:: PROBLEM STATEMENT ::
Using the records below, give the number of lines where the word "blocks" appears, with no further output.
......
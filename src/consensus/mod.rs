//! Network-wide consensus constants (spec §6.5).
//!
//! These are consensus-critical: changing any of them changes which chain
//! of headers validates. They are kept in a dedicated type separate from
//! the ambient, non-consensus tuning knobs in [`crate::chain_storage`] and
//! [`crate::sync`] config structs, since the two have very different
//! change-management requirements.

use primitive_types::U256;

use crate::blocks::BlockHash;

/// Domain separator mixed into the RandomX epoch seed derivation
/// (spec §4.4). Consensus-critical: every node on the same network MUST
/// use the exact same bytes here.
pub const RANDOMX_SEED_DOMAIN_TAG: &[u8] = b"chainbase/randomx-epoch-seed/v1";

#[derive(Debug, Clone)]
pub struct ConsensusParams {
    /// Hash of the one genesis header this network accepts.
    pub genesis_hash: BlockHash,
    /// Target spacing between blocks, in seconds.
    pub target_spacing: u32,
    /// ASERT half-life, in seconds.
    pub half_life: u32,
    /// Height of the ASERT anchor block.
    pub anchor_height: u64,
    /// Maximum target permitted on this network (minimum difficulty).
    pub pow_limit: U256,
    /// RandomX epoch duration, in seconds.
    pub randomx_epoch_duration: u64,
    /// Ancestor count used for Median Time Past.
    pub mtp_window: usize,
    /// Maximum permitted drift of a header's time into the future, relative
    /// to network-adjusted time.
    pub max_future_time_secs: i64,
}

impl ConsensusParams {
    /// A parameter set intended for tests: a low `pow_limit` so headers can
    /// be mined quickly and a short ASERT half-life.
    #[cfg(any(test, feature = "test-support"))]
    pub fn for_test(genesis_hash: BlockHash) -> Self {
        Self {
            genesis_hash,
            target_spacing: 120,
            half_life: 172_800,
            anchor_height: 1,
            pow_limit: U256::MAX >> 8,
            randomx_epoch_duration: 604_800,
            mtp_window: 11,
            max_future_time_secs: 7200,
        }
    }
}
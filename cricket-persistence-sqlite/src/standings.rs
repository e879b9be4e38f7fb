use sqlx::{Pool, Row, Sqlite, sqlite::SqliteRow};

use cricket_server_domain::{
    MatchId, ServiceResult, TeamId, TournamentId,
    standings::{PointsTableEntry, PointsTableRepository},
};

use crate::{parse_uuid, store_err};

pub struct SqlitePointsTableRepository {
    pool: Pool<Sqlite>,
}

impl SqlitePointsTableRepository {
    pub fn new(pool: Pool<Sqlite>) -> Self {
        Self { pool }
    }

    fn entry_from_row(row: &SqliteRow, matches_played: Vec<MatchId>) -> ServiceResult<PointsTableEntry> {
        let tournament_id: String = row.try_get("tournament_id").map_err(store_err)?;
        let team_id: String = row.try_get("team_id").map_err(store_err)?;
        let matches_won: i64 = row.try_get("matches_won").map_err(store_err)?;
        let matches_lost: i64 = row.try_get("matches_lost").map_err(store_err)?;
        let matches_drawn: i64 = row.try_get("matches_drawn").map_err(store_err)?;
        let no_result_matches: i64 = row.try_get("no_result_matches").map_err(store_err)?;

        Ok(PointsTableEntry {
            tournament_id: TournamentId(parse_uuid("tournament_id", &tournament_id)?),
            team_id: TeamId(parse_uuid("team_id", &team_id)?),
            matches_played,
            matches_won: matches_won as u32,
            matches_lost: matches_lost as u32,
            matches_drawn: matches_drawn as u32,
            no_result_matches: no_result_matches as u32,
            net_run_rate: row.try_get("net_run_rate").map_err(store_err)?,
        })
    }

    async fn get_matches_played(
        &self,
        tournament_id: TournamentId,
        team_id: TeamId,
    ) -> ServiceResult<Vec<MatchId>> {
        let rows = sqlx::query(
            "SELECT match_id FROM points_table_matches \
             WHERE tournament_id = ? AND team_id = ? ORDER BY position",
        )
        .bind(tournament_id.to_string())
        .bind(team_id.to_string())
        .fetch_all(&self.pool)
        .await
        .map_err(store_err)?;

        let mut matches_played = Vec::with_capacity(rows.len());
        for row in &rows {
            let match_id: String = row.try_get("match_id").map_err(store_err)?;
            matches_played.push(MatchId(parse_uuid("match_id", &match_id)?));
        }
        Ok(matches_played)
    }

    async fn replace_matches_played(&self, entry: &PointsTableEntry) -> ServiceResult<()> {
        sqlx::query("DELETE FROM points_table_matches WHERE tournament_id = ? AND team_id = ?")
            .bind(entry.tournament_id.to_string())
            .bind(entry.team_id.to_string())
            .execute(&self.pool)
            .await
            .map_err(store_err)?;

        for (position, match_id) in entry.matches_played.iter().enumerate() {
            sqlx::query(
                "INSERT INTO points_table_matches (tournament_id, team_id, position, match_id) \
                 VALUES (?, ?, ?, ?)",
            )
            .bind(entry.tournament_id.to_string())
            .bind(entry.team_id.to_string())
            .bind(position as i64)
            .bind(match_id.to_string())
            .execute(&self.pool)
            .await
            .map_err(store_err)?;
        }
        Ok(())
    }
}

#[async_trait::async_trait]
impl PointsTableRepository for SqlitePointsTableRepository {
    async fn get_entry(
        &self,
        tournament_id: TournamentId,
        team_id: TeamId,
    ) -> ServiceResult<Option<PointsTableEntry>> {
        let row = sqlx::query("SELECT * FROM points_table WHERE tournament_id = ? AND team_id = ?")
            .bind(tournament_id.to_string())
            .bind(team_id.to_string())
            .fetch_optional(&self.pool)
            .await
            .map_err(store_err)?;
        let Some(row) = row else {
            return Ok(None);
        };

        let matches_played = self.get_matches_played(tournament_id, team_id).await?;
        Self::entry_from_row(&row, matches_played).map(Some)
    }

    async fn insert_entry(&self, entry: &PointsTableEntry) -> ServiceResult<()> {
        sqlx::query(
            "INSERT INTO points_table (tournament_id, team_id, matches_won, matches_lost, \
             matches_drawn, no_result_matches, net_run_rate) VALUES (?, ?, ?, ?, ?, ?, ?)",
        )
        .bind(entry.tournament_id.to_string())
        .bind(entry.team_id.to_string())
        .bind(entry.matches_won as i64)
        .bind(entry.matches_lost as i64)
        .bind(entry.matches_drawn as i64)
        .bind(entry.no_result_matches as i64)
        .bind(entry.net_run_rate)
        .execute(&self.pool)
        .await
        .map_err(store_err)?;

        self.replace_matches_played(entry).await
    }

    async fn update_entry(&self, entry: &PointsTableEntry) -> ServiceResult<()> {
        sqlx::query(
            "UPDATE points_table SET matches_won = ?, matches_lost = ?, matches_drawn = ?, \
             no_result_matches = ?, net_run_rate = ? WHERE tournament_id = ? AND team_id = ?",
        )
        .bind(entry.matches_won as i64)
        .bind(entry.matches_lost as i64)
        .bind(entry.matches_drawn as i64)
        .bind(entry.no_result_matches as i64)
        .bind(entry.net_run_rate)
        .bind(entry.tournament_id.to_string())
        .bind(entry.team_id.to_string())
        .execute(&self.pool)
        .await
        .map_err(store_err)?;

        self.replace_matches_played(entry).await
    }

    async fn get_entries(
        &self,
        tournament_id: TournamentId,
    ) -> ServiceResult<Vec<PointsTableEntry>> {
        let rows = sqlx::query("SELECT * FROM points_table WHERE tournament_id = ?")
            .bind(tournament_id.to_string())
            .fetch_all(&self.pool)
            .await
            .map_err(store_err)?;

        let mut entries = Vec::with_capacity(rows.len());
        for row in &rows {
            let team_id: String = row.try_get("team_id").map_err(store_err)?;
            let team_id = TeamId(parse_uuid("team_id", &team_id)?);
            let matches_played = self.get_matches_played(tournament_id, team_id).await?;
            entries.push(Self::entry_from_row(row, matches_played)?);
        }
        Ok(entries)
    }
}
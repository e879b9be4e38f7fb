use std::sync::Arc;

use log::{LevelFilter, info};
use log4rs::{
    Config,
    append::{
        console::{ConsoleAppender, Target},
        rolling_file::policy::compound::{
            CompoundPolicy, roll::fixed_window::FixedWindowRoller, trigger::size::SizeTrigger,
        },
    },
    config::{Appender, Root},
    encode::pattern::PatternEncoder,
    filter::threshold::ThresholdFilter,
};

use cricket_persistence_sqlite::{
    create_db_pool, init_schema, matches::SqliteMatchRepository,
    standings::SqlitePointsTableRepository, stats::SqliteStatisticsRepository,
    tournaments::{SqliteTournamentRepository, SqliteVenueRepository},
};
use cricket_server_domain::{
    fixture::FixtureSchedulerImpl,
    r#match::MatchResultServiceImpl,
    standings::{FlatNetRunRate, StandingsServiceImpl},
    stats::CareerStatsServiceImpl,
};

mod api;

const LOG_SIZE_LIMIT: u64 = 10 * 1024 * 1024; // 10 MB

const LOG_FILE_COUNT: u32 = 3;

fn init_logger() {
    let file_path = std::env::var("LOG_FILE_PATH").expect("LOG_FILE_PATH must be set");
    let archive_pattern =
        std::env::var("LOG_ARCHIVE_PATTERN").expect("LOG_ARCHIVE_PATTERN must be set");

    let stderr_level = LevelFilter::Info;
    let file_level = LevelFilter::Debug;

    let stderr = ConsoleAppender::builder().target(Target::Stderr).build();

    let trigger = SizeTrigger::new(LOG_SIZE_LIMIT);
    let roller = FixedWindowRoller::builder()
        .build(&archive_pattern, LOG_FILE_COUNT)
        .unwrap();
    let policy = CompoundPolicy::new(Box::new(trigger), Box::new(roller));

    let logfile = log4rs::append::rolling_file::RollingFileAppender::builder()
        .encoder(Box::new(PatternEncoder::new("{l} - {m}\n")))
        .build(file_path, Box::new(policy))
        .unwrap();

    let config = Config::builder()
        .appender(
            Appender::builder()
                .filter(Box::new(ThresholdFilter::new(file_level)))
                .build("logfile", Box::new(logfile)),
        )
        .appender(
            Appender::builder()
                .filter(Box::new(ThresholdFilter::new(stderr_level)))
                .build("stderr", Box::new(stderr)),
        )
        .build(
            Root::builder()
                .appender("logfile")
                .appender("stderr")
                .build(LevelFilter::Trace),
        )
        .unwrap();

    let _handle = log4rs::init_config(config).expect("Failed to initialize logger");
}

async fn shutdown_signal() {
    let ctrl_c = async {
        tokio::signal::ctrl_c()
            .await
            .expect("failed to install Ctrl+C handler");
    };

    #[cfg(unix)]
    let terminate = async {
        tokio::signal::unix::signal(tokio::signal::unix::SignalKind::terminate())
            .expect("failed to install signal handler")
            .recv()
            .await;
    };

    #[cfg(not(unix))]
    let terminate = std::future::pending::<()>();

    tokio::select! {
        _ = ctrl_c => {},
        _ = terminate => {},
    }

    info!("Shutdown signal received. Preparing graceful exit...");
}

#[tokio::main]
async fn main() {
    dotenvy::dotenv().expect("Failed to load .env file");

    init_logger();

    let pool = create_db_pool();
    init_schema(&pool)
        .await
        .expect("Failed to initialize database schema");

    let tournament_repository = Arc::new(SqliteTournamentRepository::new(pool.clone()));
    let venue_repository = Arc::new(SqliteVenueRepository::new(pool.clone()));
    let match_repository = Arc::new(SqliteMatchRepository::new(pool.clone()));
    let points_table_repository = Arc::new(SqlitePointsTableRepository::new(pool.clone()));
    let statistics_repository = Arc::new(SqliteStatisticsRepository::new(pool.clone()));

    let standings_service = Arc::new(StandingsServiceImpl::new(
        points_table_repository.clone(),
        Arc::new(FlatNetRunRate),
    ));
    let fixture_scheduler = Arc::new(FixtureSchedulerImpl::new(
        tournament_repository.clone(),
        venue_repository.clone(),
        match_repository.clone(),
    ));
    let match_result_service = Arc::new(MatchResultServiceImpl::new(
        match_repository.clone(),
        standings_service.clone(),
    ));
    let career_stats_service = Arc::new(CareerStatsServiceImpl::new(statistics_repository.clone()));

    let state = api::AppState {
        fixture_scheduler,
        match_result_service,
        career_stats_service,
        points_table_repository,
        statistics_repository,
    };

    info!("Cricket server starting");
    api::run(state, shutdown_signal()).await;
}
......
:: SOLUTION TO THE EXERCISE ::
2